Activity –
Return every line of the records that includes the string "parameters".

Records supplied –
Content starts

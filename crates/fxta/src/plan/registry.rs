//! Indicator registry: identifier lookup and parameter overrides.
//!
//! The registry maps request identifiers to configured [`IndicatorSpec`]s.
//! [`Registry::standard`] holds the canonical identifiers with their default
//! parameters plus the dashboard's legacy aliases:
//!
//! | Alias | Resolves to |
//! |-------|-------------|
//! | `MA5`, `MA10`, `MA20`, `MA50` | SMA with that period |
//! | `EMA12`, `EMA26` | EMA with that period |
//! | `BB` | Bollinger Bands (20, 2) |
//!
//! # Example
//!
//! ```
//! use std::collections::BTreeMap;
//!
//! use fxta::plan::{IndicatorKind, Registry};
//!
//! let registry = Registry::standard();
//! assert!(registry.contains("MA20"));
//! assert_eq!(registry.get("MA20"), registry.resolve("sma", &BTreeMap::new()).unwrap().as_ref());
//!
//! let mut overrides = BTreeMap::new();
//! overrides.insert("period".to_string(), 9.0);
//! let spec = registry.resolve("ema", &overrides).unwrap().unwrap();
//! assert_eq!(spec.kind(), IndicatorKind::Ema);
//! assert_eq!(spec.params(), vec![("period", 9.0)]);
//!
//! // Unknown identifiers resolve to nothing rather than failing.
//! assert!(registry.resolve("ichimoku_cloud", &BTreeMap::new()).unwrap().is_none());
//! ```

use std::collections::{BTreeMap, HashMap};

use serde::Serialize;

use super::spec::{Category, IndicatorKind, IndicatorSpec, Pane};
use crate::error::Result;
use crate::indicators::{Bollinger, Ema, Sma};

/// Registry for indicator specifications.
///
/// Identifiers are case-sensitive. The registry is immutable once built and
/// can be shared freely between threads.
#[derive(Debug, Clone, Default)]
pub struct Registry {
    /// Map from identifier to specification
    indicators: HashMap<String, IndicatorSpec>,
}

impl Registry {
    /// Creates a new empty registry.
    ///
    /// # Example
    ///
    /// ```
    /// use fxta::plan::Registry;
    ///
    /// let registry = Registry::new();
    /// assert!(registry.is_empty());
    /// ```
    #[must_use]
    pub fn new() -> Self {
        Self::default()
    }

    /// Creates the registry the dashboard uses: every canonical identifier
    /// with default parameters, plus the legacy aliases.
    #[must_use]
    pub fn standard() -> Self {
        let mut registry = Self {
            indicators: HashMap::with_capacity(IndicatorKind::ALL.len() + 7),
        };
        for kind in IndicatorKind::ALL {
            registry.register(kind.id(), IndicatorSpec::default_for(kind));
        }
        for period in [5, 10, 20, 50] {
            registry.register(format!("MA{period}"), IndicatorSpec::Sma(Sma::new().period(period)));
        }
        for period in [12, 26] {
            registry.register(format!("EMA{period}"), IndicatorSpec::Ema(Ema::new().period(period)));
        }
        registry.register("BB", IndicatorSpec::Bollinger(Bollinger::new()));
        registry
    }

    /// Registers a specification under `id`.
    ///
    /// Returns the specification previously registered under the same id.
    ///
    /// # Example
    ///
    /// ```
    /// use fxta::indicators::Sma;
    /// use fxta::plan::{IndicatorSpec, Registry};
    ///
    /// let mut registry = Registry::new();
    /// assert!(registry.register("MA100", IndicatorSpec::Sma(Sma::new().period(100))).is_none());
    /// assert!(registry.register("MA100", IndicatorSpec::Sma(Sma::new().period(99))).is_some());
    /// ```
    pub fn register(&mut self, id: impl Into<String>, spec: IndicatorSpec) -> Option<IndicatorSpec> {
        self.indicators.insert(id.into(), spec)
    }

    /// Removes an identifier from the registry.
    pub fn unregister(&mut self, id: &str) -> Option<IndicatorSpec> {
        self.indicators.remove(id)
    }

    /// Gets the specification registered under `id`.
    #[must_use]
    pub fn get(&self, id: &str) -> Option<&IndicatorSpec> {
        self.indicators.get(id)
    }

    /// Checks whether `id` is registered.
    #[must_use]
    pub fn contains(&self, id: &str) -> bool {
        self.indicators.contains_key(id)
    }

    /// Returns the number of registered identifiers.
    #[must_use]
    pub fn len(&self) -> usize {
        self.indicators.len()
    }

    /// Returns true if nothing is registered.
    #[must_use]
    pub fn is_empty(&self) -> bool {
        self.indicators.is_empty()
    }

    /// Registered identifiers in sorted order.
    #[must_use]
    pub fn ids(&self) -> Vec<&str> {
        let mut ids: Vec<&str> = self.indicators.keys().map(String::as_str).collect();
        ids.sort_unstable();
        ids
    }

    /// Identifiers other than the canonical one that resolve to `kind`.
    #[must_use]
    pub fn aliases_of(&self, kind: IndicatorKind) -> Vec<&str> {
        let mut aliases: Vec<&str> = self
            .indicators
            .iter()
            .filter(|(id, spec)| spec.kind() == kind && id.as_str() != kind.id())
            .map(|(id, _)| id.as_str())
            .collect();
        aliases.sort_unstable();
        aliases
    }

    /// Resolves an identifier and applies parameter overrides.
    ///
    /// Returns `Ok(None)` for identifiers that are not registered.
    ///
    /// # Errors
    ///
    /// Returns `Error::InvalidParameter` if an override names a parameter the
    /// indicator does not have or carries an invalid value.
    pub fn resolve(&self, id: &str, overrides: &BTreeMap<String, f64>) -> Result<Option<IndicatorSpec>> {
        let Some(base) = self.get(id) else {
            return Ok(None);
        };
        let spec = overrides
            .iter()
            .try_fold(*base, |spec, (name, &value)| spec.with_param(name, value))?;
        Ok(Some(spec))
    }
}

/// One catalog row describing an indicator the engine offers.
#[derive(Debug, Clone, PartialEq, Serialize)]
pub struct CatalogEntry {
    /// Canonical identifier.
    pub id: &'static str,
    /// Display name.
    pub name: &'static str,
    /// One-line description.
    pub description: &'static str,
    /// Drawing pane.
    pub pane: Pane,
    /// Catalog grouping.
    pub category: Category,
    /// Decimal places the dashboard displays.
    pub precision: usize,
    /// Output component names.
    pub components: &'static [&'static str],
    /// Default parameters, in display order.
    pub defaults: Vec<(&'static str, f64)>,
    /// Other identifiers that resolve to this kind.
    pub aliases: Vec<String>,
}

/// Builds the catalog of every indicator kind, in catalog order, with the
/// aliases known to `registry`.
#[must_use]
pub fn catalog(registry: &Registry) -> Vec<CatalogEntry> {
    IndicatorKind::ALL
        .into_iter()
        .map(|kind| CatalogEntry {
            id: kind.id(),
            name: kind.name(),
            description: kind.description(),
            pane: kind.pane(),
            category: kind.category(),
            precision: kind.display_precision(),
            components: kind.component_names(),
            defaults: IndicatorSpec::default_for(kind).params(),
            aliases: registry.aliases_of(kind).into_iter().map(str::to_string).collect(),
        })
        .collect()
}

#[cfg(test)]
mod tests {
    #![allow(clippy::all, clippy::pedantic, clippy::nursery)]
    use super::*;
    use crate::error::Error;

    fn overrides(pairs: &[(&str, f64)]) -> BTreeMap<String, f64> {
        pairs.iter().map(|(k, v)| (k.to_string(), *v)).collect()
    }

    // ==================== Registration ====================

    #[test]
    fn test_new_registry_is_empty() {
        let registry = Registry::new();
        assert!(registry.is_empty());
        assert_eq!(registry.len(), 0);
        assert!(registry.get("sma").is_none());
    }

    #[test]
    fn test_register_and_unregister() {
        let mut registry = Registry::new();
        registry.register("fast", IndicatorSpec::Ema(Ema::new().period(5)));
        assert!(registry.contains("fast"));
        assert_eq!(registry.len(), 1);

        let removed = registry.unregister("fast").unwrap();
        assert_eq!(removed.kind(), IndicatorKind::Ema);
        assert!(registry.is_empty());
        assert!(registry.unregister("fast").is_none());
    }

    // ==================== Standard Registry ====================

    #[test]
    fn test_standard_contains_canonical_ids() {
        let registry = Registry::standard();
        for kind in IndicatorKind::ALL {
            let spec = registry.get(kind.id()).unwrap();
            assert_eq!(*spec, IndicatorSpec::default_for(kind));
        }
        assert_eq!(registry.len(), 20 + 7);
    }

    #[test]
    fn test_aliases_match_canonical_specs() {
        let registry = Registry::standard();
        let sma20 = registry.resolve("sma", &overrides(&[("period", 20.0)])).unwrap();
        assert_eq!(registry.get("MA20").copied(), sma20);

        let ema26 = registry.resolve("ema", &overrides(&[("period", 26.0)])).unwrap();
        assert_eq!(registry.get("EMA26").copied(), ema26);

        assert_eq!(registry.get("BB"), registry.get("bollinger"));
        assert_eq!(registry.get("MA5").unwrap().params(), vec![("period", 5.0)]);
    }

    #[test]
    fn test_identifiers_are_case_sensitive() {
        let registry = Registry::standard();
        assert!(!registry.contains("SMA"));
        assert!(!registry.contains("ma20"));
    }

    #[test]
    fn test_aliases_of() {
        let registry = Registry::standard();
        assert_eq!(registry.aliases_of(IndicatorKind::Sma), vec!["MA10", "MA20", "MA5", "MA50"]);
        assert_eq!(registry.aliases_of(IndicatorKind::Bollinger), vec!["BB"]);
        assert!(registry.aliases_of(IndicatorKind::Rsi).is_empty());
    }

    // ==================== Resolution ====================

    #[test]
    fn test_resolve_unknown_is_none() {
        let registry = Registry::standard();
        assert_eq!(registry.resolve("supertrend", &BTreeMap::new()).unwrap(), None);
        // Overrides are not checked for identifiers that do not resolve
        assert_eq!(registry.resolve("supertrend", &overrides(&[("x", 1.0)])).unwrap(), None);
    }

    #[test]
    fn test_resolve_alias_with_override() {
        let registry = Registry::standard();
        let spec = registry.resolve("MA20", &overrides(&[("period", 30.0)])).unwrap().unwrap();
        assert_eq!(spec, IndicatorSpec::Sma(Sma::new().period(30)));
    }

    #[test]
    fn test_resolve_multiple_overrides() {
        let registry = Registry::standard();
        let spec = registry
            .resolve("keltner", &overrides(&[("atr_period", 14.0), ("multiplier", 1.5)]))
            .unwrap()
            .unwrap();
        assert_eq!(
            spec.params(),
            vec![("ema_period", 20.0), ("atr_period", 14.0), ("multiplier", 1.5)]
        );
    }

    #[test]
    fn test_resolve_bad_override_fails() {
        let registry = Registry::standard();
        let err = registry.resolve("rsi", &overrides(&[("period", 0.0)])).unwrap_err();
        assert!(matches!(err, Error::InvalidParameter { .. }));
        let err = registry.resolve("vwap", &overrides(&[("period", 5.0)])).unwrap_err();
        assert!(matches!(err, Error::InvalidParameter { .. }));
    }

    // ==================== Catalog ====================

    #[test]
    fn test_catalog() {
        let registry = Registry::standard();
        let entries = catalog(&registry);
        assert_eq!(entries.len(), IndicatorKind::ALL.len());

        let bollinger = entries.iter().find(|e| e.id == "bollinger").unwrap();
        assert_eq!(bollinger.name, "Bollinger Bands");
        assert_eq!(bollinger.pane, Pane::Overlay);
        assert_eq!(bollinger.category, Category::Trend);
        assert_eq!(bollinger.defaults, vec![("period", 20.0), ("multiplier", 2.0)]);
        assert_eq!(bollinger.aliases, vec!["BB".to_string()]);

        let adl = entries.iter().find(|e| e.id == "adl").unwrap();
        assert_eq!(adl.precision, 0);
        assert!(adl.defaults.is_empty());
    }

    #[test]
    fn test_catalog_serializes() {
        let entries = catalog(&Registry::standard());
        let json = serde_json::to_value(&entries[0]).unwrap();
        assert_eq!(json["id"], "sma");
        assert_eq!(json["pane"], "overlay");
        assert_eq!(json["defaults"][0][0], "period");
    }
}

Content ends

Task output –
//! parameters plus the dashboard's legacy aliases:
    /// with default parameters, plus the legacy aliases.
    /// Default parameters, in display order.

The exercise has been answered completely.